─── Recorded data ───

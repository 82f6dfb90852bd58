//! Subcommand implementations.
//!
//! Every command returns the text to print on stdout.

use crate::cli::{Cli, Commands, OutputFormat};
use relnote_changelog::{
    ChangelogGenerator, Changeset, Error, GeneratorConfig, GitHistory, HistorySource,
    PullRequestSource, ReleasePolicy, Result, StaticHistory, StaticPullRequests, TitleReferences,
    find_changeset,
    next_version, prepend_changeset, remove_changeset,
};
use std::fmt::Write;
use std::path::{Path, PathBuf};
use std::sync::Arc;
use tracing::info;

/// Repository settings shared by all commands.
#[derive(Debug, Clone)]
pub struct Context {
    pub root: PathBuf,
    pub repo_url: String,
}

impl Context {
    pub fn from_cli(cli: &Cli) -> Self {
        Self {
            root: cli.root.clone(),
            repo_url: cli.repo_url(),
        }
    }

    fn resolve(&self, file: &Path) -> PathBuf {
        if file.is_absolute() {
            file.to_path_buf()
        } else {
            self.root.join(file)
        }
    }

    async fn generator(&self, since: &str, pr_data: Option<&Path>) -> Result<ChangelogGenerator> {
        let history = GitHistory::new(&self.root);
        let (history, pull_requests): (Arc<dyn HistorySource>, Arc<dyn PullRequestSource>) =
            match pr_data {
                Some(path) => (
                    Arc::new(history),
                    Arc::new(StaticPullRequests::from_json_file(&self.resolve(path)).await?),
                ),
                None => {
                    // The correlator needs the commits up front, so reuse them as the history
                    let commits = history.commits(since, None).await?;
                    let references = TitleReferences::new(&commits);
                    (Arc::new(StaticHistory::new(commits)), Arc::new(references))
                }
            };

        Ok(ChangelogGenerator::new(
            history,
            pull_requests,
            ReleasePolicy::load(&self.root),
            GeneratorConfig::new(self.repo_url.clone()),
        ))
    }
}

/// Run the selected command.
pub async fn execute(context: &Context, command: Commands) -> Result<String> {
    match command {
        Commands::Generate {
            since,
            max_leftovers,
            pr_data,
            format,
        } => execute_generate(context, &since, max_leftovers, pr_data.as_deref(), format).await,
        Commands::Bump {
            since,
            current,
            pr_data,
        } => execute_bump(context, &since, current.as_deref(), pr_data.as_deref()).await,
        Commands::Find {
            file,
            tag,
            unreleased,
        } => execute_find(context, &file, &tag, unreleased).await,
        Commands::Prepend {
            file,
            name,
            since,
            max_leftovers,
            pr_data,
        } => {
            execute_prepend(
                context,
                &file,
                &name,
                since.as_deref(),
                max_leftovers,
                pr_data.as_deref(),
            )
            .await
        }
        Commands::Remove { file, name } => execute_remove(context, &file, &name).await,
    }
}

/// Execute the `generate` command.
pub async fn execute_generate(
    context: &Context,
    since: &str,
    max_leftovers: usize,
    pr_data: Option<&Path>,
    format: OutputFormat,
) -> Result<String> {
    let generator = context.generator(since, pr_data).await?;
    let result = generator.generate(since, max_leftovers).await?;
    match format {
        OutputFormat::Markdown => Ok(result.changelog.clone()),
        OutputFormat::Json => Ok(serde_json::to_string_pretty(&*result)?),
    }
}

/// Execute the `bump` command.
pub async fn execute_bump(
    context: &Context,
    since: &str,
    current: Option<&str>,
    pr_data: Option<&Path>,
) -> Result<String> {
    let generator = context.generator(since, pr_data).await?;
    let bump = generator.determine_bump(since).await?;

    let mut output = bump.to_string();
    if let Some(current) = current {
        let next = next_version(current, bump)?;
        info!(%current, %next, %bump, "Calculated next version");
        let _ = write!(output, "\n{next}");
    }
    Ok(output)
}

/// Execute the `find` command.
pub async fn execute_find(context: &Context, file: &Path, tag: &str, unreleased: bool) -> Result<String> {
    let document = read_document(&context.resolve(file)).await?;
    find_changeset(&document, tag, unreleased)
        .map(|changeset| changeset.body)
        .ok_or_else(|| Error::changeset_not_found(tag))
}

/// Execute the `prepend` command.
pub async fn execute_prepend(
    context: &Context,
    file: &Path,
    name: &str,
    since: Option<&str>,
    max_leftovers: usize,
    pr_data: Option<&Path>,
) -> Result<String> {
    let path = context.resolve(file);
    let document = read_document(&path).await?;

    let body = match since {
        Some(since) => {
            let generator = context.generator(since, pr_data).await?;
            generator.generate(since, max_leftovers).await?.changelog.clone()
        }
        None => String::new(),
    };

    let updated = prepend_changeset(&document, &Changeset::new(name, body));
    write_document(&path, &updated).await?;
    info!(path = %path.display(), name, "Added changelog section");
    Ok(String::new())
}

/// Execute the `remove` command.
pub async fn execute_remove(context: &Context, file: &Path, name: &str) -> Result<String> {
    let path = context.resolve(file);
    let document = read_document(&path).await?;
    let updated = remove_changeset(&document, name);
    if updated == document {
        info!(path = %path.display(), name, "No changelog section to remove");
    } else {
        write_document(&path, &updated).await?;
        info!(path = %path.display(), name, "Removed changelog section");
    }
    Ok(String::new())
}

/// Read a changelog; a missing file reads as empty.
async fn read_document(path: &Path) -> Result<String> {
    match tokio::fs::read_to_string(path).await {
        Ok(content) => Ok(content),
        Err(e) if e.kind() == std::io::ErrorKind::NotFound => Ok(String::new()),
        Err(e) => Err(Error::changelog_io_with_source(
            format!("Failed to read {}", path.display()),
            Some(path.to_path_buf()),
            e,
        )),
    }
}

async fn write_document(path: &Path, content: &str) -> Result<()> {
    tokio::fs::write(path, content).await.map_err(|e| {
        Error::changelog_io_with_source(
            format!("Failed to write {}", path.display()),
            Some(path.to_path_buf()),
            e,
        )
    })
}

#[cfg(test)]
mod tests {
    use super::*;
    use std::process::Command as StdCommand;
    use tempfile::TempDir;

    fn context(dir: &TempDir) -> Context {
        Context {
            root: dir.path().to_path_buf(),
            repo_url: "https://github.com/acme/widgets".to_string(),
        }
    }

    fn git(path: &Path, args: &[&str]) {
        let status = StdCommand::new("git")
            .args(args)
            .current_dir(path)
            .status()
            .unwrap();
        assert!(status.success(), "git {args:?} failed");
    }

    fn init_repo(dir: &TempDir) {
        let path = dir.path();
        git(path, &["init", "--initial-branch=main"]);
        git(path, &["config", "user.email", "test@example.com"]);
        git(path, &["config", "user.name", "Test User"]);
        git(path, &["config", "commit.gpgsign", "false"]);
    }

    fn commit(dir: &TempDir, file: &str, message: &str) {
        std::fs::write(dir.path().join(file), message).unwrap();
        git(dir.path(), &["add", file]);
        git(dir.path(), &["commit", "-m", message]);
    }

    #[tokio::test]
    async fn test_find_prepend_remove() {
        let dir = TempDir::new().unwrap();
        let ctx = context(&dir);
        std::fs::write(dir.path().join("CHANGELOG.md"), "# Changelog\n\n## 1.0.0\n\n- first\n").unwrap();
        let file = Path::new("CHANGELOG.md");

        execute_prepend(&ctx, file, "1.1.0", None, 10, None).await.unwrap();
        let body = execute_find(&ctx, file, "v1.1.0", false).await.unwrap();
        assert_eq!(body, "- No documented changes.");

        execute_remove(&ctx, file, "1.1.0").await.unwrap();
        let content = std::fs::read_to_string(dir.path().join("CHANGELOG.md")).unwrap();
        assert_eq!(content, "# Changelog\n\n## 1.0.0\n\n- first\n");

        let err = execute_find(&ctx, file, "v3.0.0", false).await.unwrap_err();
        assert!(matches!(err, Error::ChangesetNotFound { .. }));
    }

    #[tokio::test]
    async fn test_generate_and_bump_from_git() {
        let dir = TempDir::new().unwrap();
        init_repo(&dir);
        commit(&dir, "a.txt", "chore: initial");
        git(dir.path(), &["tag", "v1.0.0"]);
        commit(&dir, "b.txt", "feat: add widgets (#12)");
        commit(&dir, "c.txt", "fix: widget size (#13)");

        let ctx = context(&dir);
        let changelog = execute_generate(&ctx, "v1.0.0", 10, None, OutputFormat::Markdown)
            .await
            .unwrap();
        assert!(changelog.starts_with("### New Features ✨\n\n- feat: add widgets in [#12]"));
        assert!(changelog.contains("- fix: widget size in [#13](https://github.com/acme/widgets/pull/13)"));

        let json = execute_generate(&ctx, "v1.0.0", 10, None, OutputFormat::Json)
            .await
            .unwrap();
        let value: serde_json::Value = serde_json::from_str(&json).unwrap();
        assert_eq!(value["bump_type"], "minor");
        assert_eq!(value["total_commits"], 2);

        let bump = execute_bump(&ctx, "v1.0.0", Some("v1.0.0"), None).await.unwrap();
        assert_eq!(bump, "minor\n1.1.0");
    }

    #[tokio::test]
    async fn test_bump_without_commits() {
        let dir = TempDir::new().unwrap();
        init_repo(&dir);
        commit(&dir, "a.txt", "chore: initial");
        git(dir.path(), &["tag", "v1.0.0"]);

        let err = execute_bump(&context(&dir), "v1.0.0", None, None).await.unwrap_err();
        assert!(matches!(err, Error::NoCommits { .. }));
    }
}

───

*Task goal:* Report every line of the data in which "args" appears.

*Exercise solution:*
    fn git(path: &Path, args: &[&str]) {
            .args(args)
        assert!(status.success(), "git {args:?} failed");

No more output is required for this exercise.